---------- Information provided ----------
//! Usage Reports request options

use std::fmt;
use std::str::FromStr;

use chrono::NaiveDate;
use serde::Serialize;

use crate::error::{PsError, Result};
use crate::ibm::traits::PagedRequest;

/// Billing month in `YYYY-MM` form
#[derive(Debug, Clone, PartialEq, Eq, Serialize)]
#[serde(transparent)]
pub struct BillingMonth(String);

impl BillingMonth {
    pub fn as_str(&self) -> &str {
        &self.0
    }
}

impl FromStr for BillingMonth {
    type Err = PsError;

    fn from_str(s: &str) -> Result<Self> {
        let valid = s.len() == 7
            && NaiveDate::parse_from_str(&format!("{}-01", s), "%Y-%m-%d").is_ok();
        if !valid {
            return Err(PsError::invalid(format!(
                "billing month '{}' must be in YYYY-MM format",
                s
            )));
        }
        Ok(Self(s.to_string()))
    }
}

impl fmt::Display for BillingMonth {
    fn fmt(&self, f: &mut fmt::Formatter<'_>) -> fmt::Result {
        f.write_str(&self.0)
    }
}

/// Frequency of report snapshots
#[derive(Debug, Clone, Copy, PartialEq, Eq, Serialize)]
#[serde(rename_all = "lowercase")]
pub enum Interval {
    Daily,
}

impl FromStr for Interval {
    type Err = PsError;

    fn from_str(s: &str) -> Result<Self> {
        match s {
            "daily" => Ok(Interval::Daily),
            other => Err(PsError::invalid(format!(
                "unknown interval '{}' (expected: daily)",
                other
            ))),
        }
    }
}

impl fmt::Display for Interval {
    fn fmt(&self, f: &mut fmt::Formatter<'_>) -> fmt::Result {
        match self {
            Interval::Daily => write!(f, "daily"),
        }
    }
}

/// Whether new report files overwrite older ones
#[derive(Debug, Clone, Copy, PartialEq, Eq, Serialize)]
#[serde(rename_all = "lowercase")]
pub enum Versioning {
    New,
    Overwrite,
}

impl FromStr for Versioning {
    type Err = PsError;

    fn from_str(s: &str) -> Result<Self> {
        match s {
            "new" => Ok(Versioning::New),
            "overwrite" => Ok(Versioning::Overwrite),
            other => Err(PsError::invalid(format!(
                "unknown versioning '{}' (expected: new, overwrite)",
                other
            ))),
        }
    }
}

impl fmt::Display for Versioning {
    fn fmt(&self, f: &mut fmt::Formatter<'_>) -> fmt::Result {
        match self {
            Versioning::New => write!(f, "new"),
            Versioning::Overwrite => write!(f, "overwrite"),
        }
    }
}

/// Report written to the bucket by snapshot runs
#[derive(Debug, Clone, Copy, PartialEq, Eq, Serialize)]
#[serde(rename_all = "snake_case")]
pub enum ReportType {
    AccountSummary,
    EnterpriseSummary,
    AccountResourceInstanceUsage,
}

impl FromStr for ReportType {
    type Err = PsError;

    fn from_str(s: &str) -> Result<Self> {
        match s {
            "account_summary" => Ok(ReportType::AccountSummary),
            "enterprise_summary" => Ok(ReportType::EnterpriseSummary),
            "account_resource_instance_usage" => Ok(ReportType::AccountResourceInstanceUsage),
            other => Err(PsError::invalid(format!("unknown report type '{}'", other))),
        }
    }
}

impl fmt::Display for ReportType {
    fn fmt(&self, f: &mut fmt::Formatter<'_>) -> fmt::Result {
        match self {
            ReportType::AccountSummary => write!(f, "account_summary"),
            ReportType::EnterpriseSummary => write!(f, "enterprise_summary"),
            ReportType::AccountResourceInstanceUsage => {
                write!(f, "account_resource_instance_usage")
            }
        }
    }
}

/// Options for `get_account_summary`
#[derive(Debug, Clone)]
pub struct GetAccountSummaryOptions {
    pub account_id: String,
    pub billing_month: BillingMonth,
}

impl GetAccountSummaryOptions {
    pub fn new(account_id: impl Into<String>, billing_month: BillingMonth) -> Self {
        Self {
            account_id: account_id.into(),
            billing_month,
        }
    }
}

/// Options shared by account, resource group and org usage lookups
///
/// `names` adds resource and plan names to the response; `accept_language`
/// selects their language.
#[derive(Debug, Clone)]
pub struct GetUsageOptions {
    pub account_id: String,
    pub billing_month: BillingMonth,
    pub names: Option<bool>,
    pub accept_language: Option<String>,
}

impl GetUsageOptions {
    pub fn new(account_id: impl Into<String>, billing_month: BillingMonth) -> Self {
        Self {
            account_id: account_id.into(),
            billing_month,
            names: None,
            accept_language: None,
        }
    }

    pub fn with_names(mut self, names: bool) -> Self {
        self.names = Some(names);
        self
    }

    pub fn with_accept_language(mut self, language: impl Into<String>) -> Self {
        self.accept_language = Some(language.into());
        self
    }
}

/// Filters shared by the resource instance usage lists
#[derive(Debug, Clone, Default)]
pub struct InstanceFilters {
    pub resource_instance_id: Option<String>,
    pub resource_id: Option<String>,
    pub plan_id: Option<String>,
    pub region: Option<String>,
}

/// Which part of the account a resource instance usage list covers
#[derive(Debug, Clone, PartialEq, Eq)]
pub enum UsageScope {
    /// Whole account, optionally narrowed by group or org
    Account {
        resource_group_id: Option<String>,
        organization_id: Option<String>,
    },
    ResourceGroup(String),
    Organization(String),
}

/// Options for the paged resource instance usage lists
#[derive(Debug, Clone)]
pub struct GetResourceUsageOptions {
    pub account_id: String,
    pub billing_month: BillingMonth,
    pub scope: UsageScope,
    pub names: Option<bool>,
    pub tags: Option<bool>,
    pub accept_language: Option<String>,
    /// Page size, 1 to 30
    pub limit: Option<i64>,
    pub start: Option<String>,
    pub filters: InstanceFilters,
}

impl GetResourceUsageOptions {
    /// Usage across the whole account
    pub fn account(account_id: impl Into<String>, billing_month: BillingMonth) -> Self {
        Self::with_scope(
            account_id,
            billing_month,
            UsageScope::Account {
                resource_group_id: None,
                organization_id: None,
            },
        )
    }

    /// Usage within one resource group
    pub fn resource_group(
        account_id: impl Into<String>,
        resource_group_id: impl Into<String>,
        billing_month: BillingMonth,
    ) -> Self {
        Self::with_scope(
            account_id,
            billing_month,
            UsageScope::ResourceGroup(resource_group_id.into()),
        )
    }

    /// Usage within one Cloud Foundry organization
    pub fn organization(
        account_id: impl Into<String>,
        organization_id: impl Into<String>,
        billing_month: BillingMonth,
    ) -> Self {
        Self::with_scope(
            account_id,
            billing_month,
            UsageScope::Organization(organization_id.into()),
        )
    }

    fn with_scope(account_id: impl Into<String>, billing_month: BillingMonth, scope: UsageScope) -> Self {
        Self {
            account_id: account_id.into(),
            billing_month,
            scope,
            names: None,
            tags: None,
            accept_language: None,
            limit: None,
            start: None,
            filters: InstanceFilters::default(),
        }
    }

    pub fn with_names(mut self, names: bool) -> Self {
        self.names = Some(names);
        self
    }

    pub fn with_tags(mut self, tags: bool) -> Self {
        self.tags = Some(tags);
        self
    }

    pub fn with_accept_language(mut self, language: impl Into<String>) -> Self {
        self.accept_language = Some(language.into());
        self
    }

    pub fn with_limit(mut self, limit: i64) -> Self {
        self.limit = Some(limit);
        self
    }

    pub fn with_filters(mut self, filters: InstanceFilters) -> Self {
        self.filters = filters;
        self
    }
}

impl PagedRequest for GetResourceUsageOptions {
    fn start(&self) -> Option<&str> {
        self.start.as_deref()
    }

    fn set_start(&mut self, start: Option<String>) {
        self.start = start;
    }
}

/// Body for `create_reports_snapshot_config`
#[derive(Debug, Clone, Serialize)]
pub struct CreateReportsSnapshotConfigOptions {
    pub account_id: String,
    pub interval: Interval,
    pub cos_bucket: String,
    pub cos_location: String,
    #[serde(skip_serializing_if = "Option::is_none")]
    pub cos_reports_folder: Option<String>,
    #[serde(skip_serializing_if = "Option::is_none")]
    pub report_types: Option<Vec<ReportType>>,
    #[serde(skip_serializing_if = "Option::is_none")]
    pub versioning: Option<Versioning>,
}

impl CreateReportsSnapshotConfigOptions {
    pub fn new(
        account_id: impl Into<String>,
        interval: Interval,
        cos_bucket: impl Into<String>,
        cos_location: impl Into<String>,
    ) -> Self {
        Self {
            account_id: account_id.into(),
            interval,
            cos_bucket: cos_bucket.into(),
            cos_location: cos_location.into(),
            cos_reports_folder: None,
            report_types: None,
            versioning: None,
        }
    }

    pub fn with_cos_reports_folder(mut self, folder: impl Into<String>) -> Self {
        self.cos_reports_folder = Some(folder.into());
        self
    }

    pub fn with_report_types(mut self, report_types: Vec<ReportType>) -> Self {
        self.report_types = Some(report_types);
        self
    }

    pub fn with_versioning(mut self, versioning: Versioning) -> Self {
        self.versioning = Some(versioning);
        self
    }
}

/// Body for `update_reports_snapshot_config` and `validate_reports_snapshot_config`
///
/// Only fields that are set are sent.
#[derive(Debug, Clone, Default, Serialize)]
pub struct UpdateReportsSnapshotConfigOptions {
    pub account_id: String,
    #[serde(skip_serializing_if = "Option::is_none")]
    pub interval: Option<Interval>,
    #[serde(skip_serializing_if = "Option::is_none")]
    pub cos_bucket: Option<String>,
    #[serde(skip_serializing_if = "Option::is_none")]
    pub cos_location: Option<String>,
    #[serde(skip_serializing_if = "Option::is_none")]
    pub cos_reports_folder: Option<String>,
    #[serde(skip_serializing_if = "Option::is_none")]
    pub report_types: Option<Vec<ReportType>>,
    #[serde(skip_serializing_if = "Option::is_none")]
    pub versioning: Option<Versioning>,
}

impl UpdateReportsSnapshotConfigOptions {
    pub fn new(account_id: impl Into<String>) -> Self {
        Self {
            account_id: account_id.into(),
            ..Default::default()
        }
    }
}

pub type ValidateReportsSnapshotConfigOptions = UpdateReportsSnapshotConfigOptions;

/// Options for the paged snapshot list
#[derive(Debug, Clone)]
pub struct GetReportsSnapshotOptions {
    pub account_id: String,
    pub month: BillingMonth,
    /// Epoch milliseconds
    pub date_from: Option<i64>,
    /// Epoch milliseconds
    pub date_to: Option<i64>,
    pub limit: Option<i64>,
    pub start: Option<String>,
}

impl GetReportsSnapshotOptions {
    pub fn new(account_id: impl Into<String>, month: BillingMonth) -> Self {
        Self {
            account_id: account_id.into(),
            month,
            date_from: None,
            date_to: None,
            limit: None,
            start: None,
        }
    }

    pub fn with_date_range(mut self, date_from: Option<i64>, date_to: Option<i64>) -> Self {
        self.date_from = date_from;
        self.date_to = date_to;
        self
    }

    pub fn with_limit(mut self, limit: i64) -> Self {
        self.limit = Some(limit);
        self
    }
}

impl PagedRequest for GetReportsSnapshotOptions {
    fn start(&self) -> Option<&str> {
        self.start.as_deref()
    }

    fn set_start(&mut self, start: Option<String>) {
        self.start = start;
    }
}

#[cfg(test)]
mod tests {
    use super::*;

    #[test]
    fn test_billing_month_valid() {
        let month: BillingMonth = "2023-02".parse().unwrap();
        assert_eq!(month.as_str(), "2023-02");
        assert_eq!(month.to_string(), "2023-02");
    }

    #[test]
    fn test_billing_month_invalid() {
        for bad in ["2023-13", "2023-2", "202302", "2023-02-01", "", "abcd-ef"] {
            assert!(
                matches!(bad.parse::<BillingMonth>(), Err(PsError::InvalidArgument(_))),
                "{} should be rejected",
                bad
            );
        }
    }

    #[test]
    fn test_report_type_round_trip_names() {
        for name in [
            "account_summary",
            "enterprise_summary",
            "account_resource_instance_usage",
        ] {
            let parsed: ReportType = name.parse().unwrap();
            assert_eq!(parsed.to_string(), name);
            assert_eq!(serde_json::to_value(parsed).unwrap(), name);
        }
        assert!("usage".parse::<ReportType>().is_err());
    }

    #[test]
    fn test_interval_and_versioning_reject_unknown() {
        assert_eq!("daily".parse::<Interval>().unwrap(), Interval::Daily);
        assert!("weekly".parse::<Interval>().is_err());
        assert_eq!("overwrite".parse::<Versioning>().unwrap(), Versioning::Overwrite);
        assert!("NEW".parse::<Versioning>().is_err());
    }

    #[test]
    fn test_create_body_skips_unset() {
        let options =
            CreateReportsSnapshotConfigOptions::new("abc", Interval::Daily, "bucket_name", "us-south");
        let body = serde_json::to_value(&options).unwrap();
        assert_eq!(
            body,
            serde_json::json!({
                "account_id": "abc",
                "interval": "daily",
                "cos_bucket": "bucket_name",
                "cos_location": "us-south"
            })
        );
    }

    #[test]
    fn test_update_body_keeps_explicit_empty() {
        let mut options = UpdateReportsSnapshotConfigOptions::new("abc");
        options.cos_reports_folder = Some(String::new());
        options.versioning = Some(Versioning::New);
        let body = serde_json::to_value(&options).unwrap();
        assert_eq!(
            body,
            serde_json::json!({"account_id": "abc", "cos_reports_folder": "", "versioning": "new"})
        );
    }

    #[test]
    fn test_resource_usage_scopes() {
        let month: BillingMonth = "2023-02".parse().unwrap();
        let options = GetResourceUsageOptions::resource_group("acc", "rg", month.clone());
        assert_eq!(options.scope, UsageScope::ResourceGroup("rg".to_string()));
        let options = GetResourceUsageOptions::account("acc", month).with_limit(30);
        assert_eq!(options.limit, Some(30));
        assert!(options.start().is_none());
    }
}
----------
Select the lines in this material that hold the word "shared", leaving none out.

• _Answer for this exercise_:
/// Options shared by account, resource group and org usage lookups
/// Filters shared by the resource instance usage lists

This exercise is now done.